Il rifugio per migranti Hermanos en el camino (Fratelli in cammino) che ha fondato a Ixtepec, stato messicano di Oaxaca, compie dieci anni di vita. Qual è il bilancio del vostro lavoro?

Il bilancio è positivo, abbiamo fatto molto. Abbiamo fatto progressi nel numero di rifugi aperti, nell’incidenza politica per fare nuove leggi, per quanto riguarda l’aiuto umanitario e la protezione ai migranti, non solo nella nostra struttura ma anche in altre. Siamo andati avanti nel far emergere i problemi dei migranti e la coscienza della società civile.

I giornalisti son stati buoni alleati, ci hanno aiutato e sono passate migliaia di migranti nel nostro rifugio, ma ora ce ne sono più di 60 ed esiste una comunità di difensori dei diritti umani di circa 500 persone e oltre 90 organizzazioni civili al lavoro. Credo che il Messico è cresciuto in quanto a organizzazione della solidarietà, facendo pressione sul governo che spesso viene bocciato nell’Esame Periodico Universale (EPU) a Ginevra, all’ONU, dato che ha leggi buone ma pratiche pessime.

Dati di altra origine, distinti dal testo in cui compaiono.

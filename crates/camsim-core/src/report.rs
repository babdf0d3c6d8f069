//! Warning report channel
//!
//! Data-quality problems found during resolution never abort the pass;
//! they are recorded here and forwarded to the `tracing` subscriber.
//! Keeping the typed record lets callers (and tests) inspect exactly
//! what a pass complained about.

use std::fmt;

/// A recoverable data-quality issue found during resolution
#[derive(Debug, Clone, PartialEq, Eq)]
pub enum Warning {
    /// An operation has no tool assigned (cached tool number 0)
    MissingTool {
        /// Owning part name
        part: String,
        /// Operation name
        op: String,
    },
    /// A resolved tool has zero diameter; simulation results will be wrong
    ZeroDiameter {
        /// Owning part name
        part: String,
        /// Operation name
        op: String,
        /// Tool-table index
        index: u32,
    },
    /// A conical library tool declared no usable vee angle; 45 degrees
    /// was substituted
    DefaultedVeeAngle {
        /// Tool display name
        tool: String,
        /// Tool-table index
        index: u32,
    },
    /// Two operations resolved differing tools for the same index; the
    /// later one was kept
    ToolConflict {
        /// Part owning the later operation
        part: String,
        /// The later operation's name
        op: String,
        /// Contested tool-table index
        index: u32,
    },
}

impl fmt::Display for Warning {
    fn fmt(&self, f: &mut fmt::Formatter<'_>) -> fmt::Result {
        match self {
            Self::MissingTool { part, op } => {
                write!(f, "{}/{}: no tool assigned, operation skipped", part, op)
            }
            Self::ZeroDiameter { part, op, index } => {
                write!(
                    f,
                    "{}/{}: tool {} has zero diameter, simulation results will be wrong",
                    part, op, index
                )
            }
            Self::DefaultedVeeAngle { tool, index } => {
                write!(
                    f,
                    "tool {} '{}': vee angle undefined, assuming 45 degrees",
                    index, tool
                )
            }
            Self::ToolConflict { part, op, index } => {
                write!(
                    f,
                    "{}/{}: conflicting definitions for tool {}, keeping the later one",
                    part, op, index
                )
            }
        }
    }
}

/// Ordered record of the warnings one resolution pass produced
#[derive(Debug, Clone, Default)]
pub struct Report {
    warnings: Vec<Warning>,
}

impl Report {
    /// Create an empty report
    pub fn new() -> Self {
        Self::default()
    }

    /// Record a warning and forward it to the log
    pub fn warn(&mut self, warning: Warning) {
        tracing::warn!("{}", warning);
        self.warnings.push(warning);
    }

    /// The recorded warnings, in emission order
    pub fn warnings(&self) -> &[Warning] {
        &self.warnings
    }

    /// Number of recorded warnings
    pub fn len(&self) -> usize {
        self.warnings.len()
    }

    /// Whether the pass completed without warnings
    pub fn is_empty(&self) -> bool {
        self.warnings.is_empty()
    }
}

Siamo andati avanti, anche la Chiesa ha dovuto compromettersi sempre più in questi 10 anni e al rifugio siamo stati aperti a capire la situazione delle persone, le abbiamo accompagnate e ora abbiamo altri cinque rifugi in un’altra zona di Oaxaca, a Veracruz, a Toluca e a Città del Messico.

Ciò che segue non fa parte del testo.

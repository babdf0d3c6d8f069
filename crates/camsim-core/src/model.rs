//! Read-only machining project snapshot
//!
//! This is the narrow view of the host's CAD/CAM object graph the engine
//! needs: parts, their machining operations, cached per-operation tool
//! data, the referenced library tool definitions, and stock envelopes.
//! The host owns and mutates its own model; it maps into this snapshot
//! for the duration of one resolution pass.

use crate::geom::Point3;
use crate::units::DrawingUnits;
use serde::{Deserialize, Serialize};
use std::fmt;
use std::path::PathBuf;

/// Cutting tool profile as cached by the host
#[derive(Debug, Clone, Copy, PartialEq, Eq, Serialize, Deserialize)]
pub enum ToolProfile {
    /// Flat end mill
    EndMill,
    /// Ball end mill
    BallNose,
    /// Bull nose (corner radius) end mill
    BullNose,
    /// V-cutter / engraving vee bit
    VCutter,
    /// Engraving tool
    Engraver,
    /// Twist drill
    Drill,
}

impl ToolProfile {
    /// Map the profile onto the simulator's shape categories
    pub fn shape(self) -> ToolShape {
        match self {
            Self::VCutter => ToolShape::Conical,
            Self::BallNose | Self::BullNose => ToolShape::Ballnose,
            Self::EndMill | Self::Engraver | Self::Drill => ToolShape::Cylindrical,
        }
    }
}

impl fmt::Display for ToolProfile {
    fn fmt(&self, f: &mut fmt::Formatter<'_>) -> fmt::Result {
        match self {
            Self::EndMill => write!(f, "End Mill"),
            Self::BallNose => write!(f, "Ball Nose"),
            Self::BullNose => write!(f, "Bull Nose"),
            Self::VCutter => write!(f, "V-Cutter"),
            Self::Engraver => write!(f, "Engraver"),
            Self::Drill => write!(f, "Drill"),
        }
    }
}

/// Shape category of a tool in the simulator document
#[derive(Debug, Clone, Copy, PartialEq, Eq, Serialize, Deserialize)]
pub enum ToolShape {
    /// Flat-bottomed cutter
    Cylindrical,
    /// Ball or bull nose cutter
    Ballnose,
    /// Vee cutter
    Conical,
}

impl ToolShape {
    /// Simulator flag value for this shape
    pub fn as_flag(self) -> &'static str {
        match self {
            Self::Cylindrical => "CYLINDRICAL",
            Self::Ballnose => "BALLNOSE",
            Self::Conical => "CONICAL",
        }
    }
}

impl fmt::Display for ToolShape {
    fn fmt(&self, f: &mut fmt::Formatter<'_>) -> fmt::Result {
        write!(f, "{}", self.as_flag())
    }
}

/// A named cutting tool stored in a reusable tool library
#[derive(Debug, Clone, PartialEq, Serialize, Deserialize)]
pub struct LibraryTool {
    /// Tool-table index, unique within a library (1..N)
    pub index: u32,
    /// Display name
    pub name: String,
    /// Cutting diameter in library units
    pub diameter: f64,
    /// Tool profile
    pub profile: ToolProfile,
    /// Flute length (0 = unset)
    pub flute_length: f64,
    /// Shank diameter (conical tools; 0 = unset)
    pub shank_diameter: f64,
    /// Included vee angle in degrees (conical tools; 0 = unset)
    pub vee_angle: f64,
    /// Name of the owning library
    pub library: String,
}

/// One machining operation inside a part
#[derive(Debug, Clone, PartialEq, Serialize, Deserialize)]
pub struct MachineOp {
    /// Operation name
    pub name: String,
    /// Whether the operation is enabled
    pub enabled: bool,
    /// Whether the operation is derived from CAD geometry; only
    /// geometry-derived operations participate in resolution
    pub from_geometry: bool,
    /// Cached tool number (0 = no tool assigned)
    pub tool_number: u32,
    /// Cached tool diameter
    pub tool_diameter: f64,
    /// Cached tool profile
    pub tool_profile: ToolProfile,
    /// The currently-resolved library tool reference, if any; may be
    /// absent or stale relative to the cached values above
    pub library_tool: Option<LibraryTool>,
}

/// A work-envelope bounding box in drawing units
#[derive(Debug, Clone, Copy, PartialEq, Serialize, Deserialize)]
pub struct StockDef {
    /// Minimum corner
    pub min: Point3,
    /// Maximum corner
    pub max: Point3,
}

/// A machining part: an ordered group of operations plus part-level settings
#[derive(Debug, Clone, PartialEq, Serialize, Deserialize)]
pub struct Part {
    /// Part name
    pub name: String,
    /// Whether the part is enabled
    pub enabled: bool,
    /// Ordered machining operations
    pub ops: Vec<MachineOp>,
    /// Name of the tool library this part draws from, if any
    pub tool_library: Option<String>,
    /// Part-level stock definition (`None` = undefined)
    pub stock: Option<StockDef>,
}

/// The read-only machining project snapshot handed over by the host
#[derive(Debug, Clone, PartialEq, Default, Serialize, Deserialize)]
pub struct Project {
    /// Unit system the drawing is authored in
    pub drawing_units: DrawingUnits,
    /// Ordered parts
    pub parts: Vec<Part>,
    /// Project-level stock definition (`None` = undefined)
    pub stock: Option<StockDef>,
    /// Path of the generated machine-code file; `None` when the project
    /// has never been saved
    pub nc_file: Option<PathBuf>,
}

#[cfg(test)]
mod tests {
    use super::*;

    #[test]
    fn test_profile_shape_mapping() {
        assert_eq!(ToolProfile::VCutter.shape(), ToolShape::Conical);
        assert_eq!(ToolProfile::BallNose.shape(), ToolShape::Ballnose);
        assert_eq!(ToolProfile::BullNose.shape(), ToolShape::Ballnose);
        assert_eq!(ToolProfile::EndMill.shape(), ToolShape::Cylindrical);
        assert_eq!(ToolProfile::Engraver.shape(), ToolShape::Cylindrical);
        assert_eq!(ToolProfile::Drill.shape(), ToolShape::Cylindrical);
    }

    #[test]
    fn test_shape_flags() {
        assert_eq!(ToolShape::Cylindrical.as_flag(), "CYLINDRICAL");
        assert_eq!(ToolShape::Ballnose.as_flag(), "BALLNOSE");
        assert_eq!(ToolShape::Conical.as_flag(), "CONICAL");
    }
}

Com’è cambiata la situazione dei migranti in questi 10 anni?

In questo decennio siamo arrivati a un climax della criminalità organizzata anche con la partecipazione di funzionari di alto livello, come per esempio gli ultimi due governatori del Veracruz, Javier Duarte e Fidel Herrera, che son stati dei veri boss, dei narcos, criminali e personaggi molto corrotti che, inoltre, se la sono presa coi migranti, favorendo i sequestri. Ci sono tante testimonianze di migranti e operatori del cartello degli Zetas che ne hanno parlato per cui vale la pena che, appena possibile, rendiamo pubblici questi racconti, ma solo quando ci potrà essere giustizia davvero e non complicità.

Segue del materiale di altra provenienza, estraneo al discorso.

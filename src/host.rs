//! Host boundary for machine-code regeneration
//!
//! Before a resolution pass the host may still be regenerating its
//! machine-code output in the background. The host exposes that as a
//! "still computing" signal which is polled until it clears. The wait
//! is bounded: callers pass an explicit timeout instead of polling
//! forever.

use crate::{CamsimError, Result};
use std::thread;
use std::time::{Duration, Instant};

/// The host's view of its background machine-code regeneration
pub trait RegenSignal {
    /// Whether regeneration is still running
    fn is_busy(&self) -> bool;
}

impl<F: Fn() -> bool> RegenSignal for F {
    fn is_busy(&self) -> bool {
        self()
    }
}

/// Block until the host finishes regenerating, polling at
/// `poll_interval`, or fail with [`CamsimError::RegenTimeout`] once
/// `timeout` elapses.
pub fn wait_for_regen(
    signal: &dyn RegenSignal,
    poll_interval: Duration,
    timeout: Duration,
) -> Result<()> {
    let start = Instant::now();
    while signal.is_busy() {
        if start.elapsed() >= timeout {
            return Err(CamsimError::RegenTimeout {
                waited_ms: timeout.as_millis() as u64,
            });
        }
        thread::sleep(poll_interval);
    }
    Ok(())
}
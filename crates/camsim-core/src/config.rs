//! Resolution configuration
//!
//! An explicit value passed into every resolution call; there is no
//! process-wide settings singleton.

use serde::{Deserialize, Serialize};
use std::fmt;
use std::str::FromStr;

/// Simulation resolution requested from the external simulator
#[derive(Debug, Clone, Copy, PartialEq, Eq, Serialize, Deserialize)]
#[serde(rename_all = "SCREAMING_SNAKE_CASE")]
pub enum ResolutionMode {
    /// Coarse, fast preview
    Low,
    /// Balanced default
    Medium,
    /// Fine surface detail
    High,
    /// Finest surface detail
    VeryHigh,
}

impl Default for ResolutionMode {
    fn default() -> Self {
        Self::Medium
    }
}

impl ResolutionMode {
    /// Simulator flag value for this mode
    pub fn as_flag(self) -> &'static str {
        match self {
            Self::Low => "LOW",
            Self::Medium => "MEDIUM",
            Self::High => "HIGH",
            Self::VeryHigh => "VERY_HIGH",
        }
    }
}

impl fmt::Display for ResolutionMode {
    fn fmt(&self, f: &mut fmt::Formatter<'_>) -> fmt::Result {
        write!(f, "{}", self.as_flag())
    }
}

impl FromStr for ResolutionMode {
    type Err = String;

    fn from_str(s: &str) -> Result<Self, Self::Err> {
        match s.to_uppercase().as_str() {
            "LOW" => Ok(Self::Low),
            "MEDIUM" => Ok(Self::Medium),
            "HIGH" => Ok(Self::High),
            "VERY_HIGH" => Ok(Self::VeryHigh),
            _ => Err(format!("Unknown resolution mode: {}", s)),
        }
    }
}

/// Configuration for one resolution pass
#[derive(Debug, Clone, PartialEq, Serialize, Deserialize)]
pub struct SimConfig {
    /// Simulation resolution to request
    pub resolution: ResolutionMode,
    /// Length assigned to tools that carry no usable length data, in
    /// output units
    pub default_tool_length: f64,
    /// Skip disabled parts and operations during tool resolution
    pub skip_disabled: bool,
}

impl Default for SimConfig {
    fn default() -> Self {
        Self {
            resolution: ResolutionMode::Medium,
            default_tool_length: 10.0,
            skip_disabled: true,
        }
    }
}

#[cfg(test)]
mod tests {
    use super::*;

    #[test]
    fn test_defaults() {
        let cfg = SimConfig::default();
        assert_eq!(cfg.resolution, ResolutionMode::Medium);
        assert_eq!(cfg.default_tool_length, 10.0);
        assert!(cfg.skip_disabled);
    }

    #[test]
    fn test_resolution_flags() {
        assert_eq!(ResolutionMode::Low.as_flag(), "LOW");
        assert_eq!(ResolutionMode::VeryHigh.as_flag(), "VERY_HIGH");
        assert_eq!("very_high".parse::<ResolutionMode>().unwrap(), ResolutionMode::VeryHigh);
        assert!("ULTRA".parse::<ResolutionMode>().is_err());
    }

    #[test]
    fn test_serde_round_trip() {
        let cfg = SimConfig {
            resolution: ResolutionMode::VeryHigh,
            default_tool_length: 7.5,
            skip_disabled: false,
        };
        let json = serde_json::to_string(&cfg).unwrap();
        assert!(json.contains("VERY_HIGH"));
        let back: SimConfig = serde_json::from_str(&json).unwrap();
        assert_eq!(back, cfg);
    }
}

D’altro canto le politiche pubbliche del Messico in tema migratorio sono state condizionate dalla pressione degli USA che continuano a chiedere al Messico di tenere sotto controllo il “suo cortile di casa”, di cui facciamo parte, e il flusso migratorio, ma purtroppo lo facciamo in malo modo, usando armi da fuoco, pistole elettriche e di stordimento per torturare i migranti e fargli dire di dove sono. Abbiamo documentato tutto questo ed è stato brutale l’atteggiamento e la partecipazione dell’Istituto Nazionale di Migrazione riguardo agli arresti, alle deportazioni e a quelli che loro chiamano “alloggi”, che sono vere e proprie prigioni. Ora il pericolo aumenta anche per la delinquenza organizzata, soprattutto al nord, dato che la gente non riesce a entrare negli USA e, se c’arrivano, se la passano molto male. Noi abbiamo ancora un governo sottomesso agli USA: questo è il problema più grave per i migranti, ma va detto anche che è molto vigorosa la risposta della società, delle organizzazioni e dei rifugi che li aiutano.

L’amministrazione Trump sta per compiere il primo anno. C’è stato un peggioramento della situazione?

Sì, certo, la migrazione verso gli USA è diminuita di circa il 40%. Del 60% che resta, un 25% ci prova e ce la fa, un 25% è sconfitto e ritorna, ma una metà resta in Messico e cerca di farsi una vita mentre aspetta che evolva la situazione. Non c’è una politica pubblica di accoglienza per loro, anzi credo che il Messico deporta con sempre più zelo le persone in Centroamerica, sapendo che le rimanda a condizioni inumane e pericolose.

Dopo i terremoti del 7-S e 19-S abbiamo visto momenti di gran solidarietà ma anche di tristezza e tensione tra il governo e le brigate popolari di soccorso. Come mai?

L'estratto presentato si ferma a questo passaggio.